## GIVEN INFORMATION
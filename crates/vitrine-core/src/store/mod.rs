//! The category store boundary.
//!
//! The store owns canonical state. The hierarchy controller only ever sees it
//! through the four operations of [`CategoryStore`]; transport, retries and
//! authentication live behind the trait.
//!
//! ## Adapters
//!
//! - [`memory::MemoryStore`]: in-process, used by tests and embedders.
//! - [`file::JsonFileStore`]: a JSON array on disk, used by the CLI.

use async_trait::async_trait;
use std::io;
use std::sync::Arc;

use crate::error::ErrorCode;
use crate::model::category::{Category, CategoryPatch, NewCategory};

pub mod file;
pub mod memory;

// ---------------------------------------------------------------------------
// Error types
// ---------------------------------------------------------------------------

/// A failed store operation.
///
/// Carries a human-readable message and, where one applies, an HTTP-style
/// status via [`StoreError::status`]. Callers treat every variant the same
/// way; the distinction exists for display and exit codes.
#[derive(Debug, thiserror::Error)]
pub enum StoreError {
    /// The id does not name a stored category.
    #[error("category not found: '{0}'")]
    NotFound(String),

    /// The store refused the request (server-side validation and the like).
    #[error("rejected by store ({status}): {message}")]
    Rejected { status: u16, message: String },

    /// The store could not be reached or is not ready.
    #[error("store unavailable: {0}")]
    Unavailable(String),

    /// I/O error reading or writing the backing file.
    #[error("store I/O error: {0}")]
    Io(#[from] io::Error),

    /// The stored data could not be decoded.
    #[error("malformed store data: {0}")]
    Malformed(#[from] serde_json::Error),
}

impl StoreError {
    pub fn not_found(id: impl Into<String>) -> Self {
        Self::NotFound(id.into())
    }

    pub fn invalid(message: impl Into<String>) -> Self {
        Self::Rejected {
            status: 422,
            message: message.into(),
        }
    }

    pub fn unavailable(message: impl Into<String>) -> Self {
        Self::Unavailable(message.into())
    }

    /// HTTP-style status, if the failure maps to one.
    #[must_use]
    pub const fn status(&self) -> Option<u16> {
        match self {
            Self::NotFound(_) => Some(404),
            Self::Rejected { status, .. } => Some(*status),
            Self::Unavailable(_) => Some(503),
            Self::Io(_) | Self::Malformed(_) => None,
        }
    }

    #[must_use]
    pub const fn error_code(&self) -> ErrorCode {
        match self {
            Self::NotFound(_) => ErrorCode::CategoryNotFound,
            Self::Rejected { .. } => ErrorCode::StoreRejected,
            Self::Unavailable(_) | Self::Io(_) | Self::Malformed(_) => {
                ErrorCode::StoreUnavailable
            }
        }
    }
}

// ---------------------------------------------------------------------------
// Trait
// ---------------------------------------------------------------------------

/// Remote collection of category records.
#[async_trait]
pub trait CategoryStore: Send + Sync {
    /// The full flat collection. No pagination.
    async fn list(&self) -> Result<Vec<Category>, StoreError>;

    async fn create(&self, input: NewCategory) -> Result<Category, StoreError>;

    async fn update(&self, id: &str, patch: CategoryPatch) -> Result<Category, StoreError>;

    /// Remove one record. Children are left pointing at the removed id.
    async fn delete(&self, id: &str) -> Result<(), StoreError>;
}

#[async_trait]
impl<S: CategoryStore + ?Sized> CategoryStore for Arc<S> {
    async fn list(&self) -> Result<Vec<Category>, StoreError> {
        (**self).list().await
    }

    async fn create(&self, input: NewCategory) -> Result<Category, StoreError> {
        (**self).create(input).await
    }

    async fn update(&self, id: &str, patch: CategoryPatch) -> Result<Category, StoreError> {
        (**self).update(id, patch).await
    }

    async fn delete(&self, id: &str) -> Result<(), StoreError> {
        (**self).delete(id).await
    }
}

/// Server-side record checks shared by the bundled adapters.
///
/// These mirror what a backend enforces independently of the controller's
/// own validation.
pub(crate) fn check_record(category: &Category) -> Result<(), StoreError> {
    if category.name.trim().is_empty() {
        return Err(StoreError::invalid("name must not be empty"));
    }
    if category.has_self_parent() {
        return Err(StoreError::invalid("a category cannot be its own parent"));
    }
    Ok(())
}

## GOAL OF THE EXERCISE
Among the lines above, repeat exactly those from the line with "use std::sync::Arc;" to the line with "pub fn not_found(id: impl", counting both ends.

## ANSWER TO THE PROBLEM
use std::sync::Arc;

use crate::error::ErrorCode;
use crate::model::category::{Category, CategoryPatch, NewCategory};

pub mod file;
pub mod memory;

// ---------------------------------------------------------------------------
// Error types
// ---------------------------------------------------------------------------

/// A failed store operation.
///
/// Carries a human-readable message and, where one applies, an HTTP-style
/// status via [`StoreError::status`]. Callers treat every variant the same
/// way; the distinction exists for display and exit codes.
#[derive(Debug, thiserror::Error)]
pub enum StoreError {
    /// The id does not name a stored category.
    #[error("category not found: '{0}'")]
    NotFound(String),

    /// The store refused the request (server-side validation and the like).
    #[error("rejected by store ({status}): {message}")]
    Rejected { status: u16, message: String },

    /// The store could not be reached or is not ready.
    #[error("store unavailable: {0}")]
    Unavailable(String),

    /// I/O error reading or writing the backing file.
    #[error("store I/O error: {0}")]
    Io(#[from] io::Error),

    /// The stored data could not be decoded.
    #[error("malformed store data: {0}")]
    Malformed(#[from] serde_json::Error),
}

impl StoreError {
    pub fn not_found(id: impl Into<String>) -> Self {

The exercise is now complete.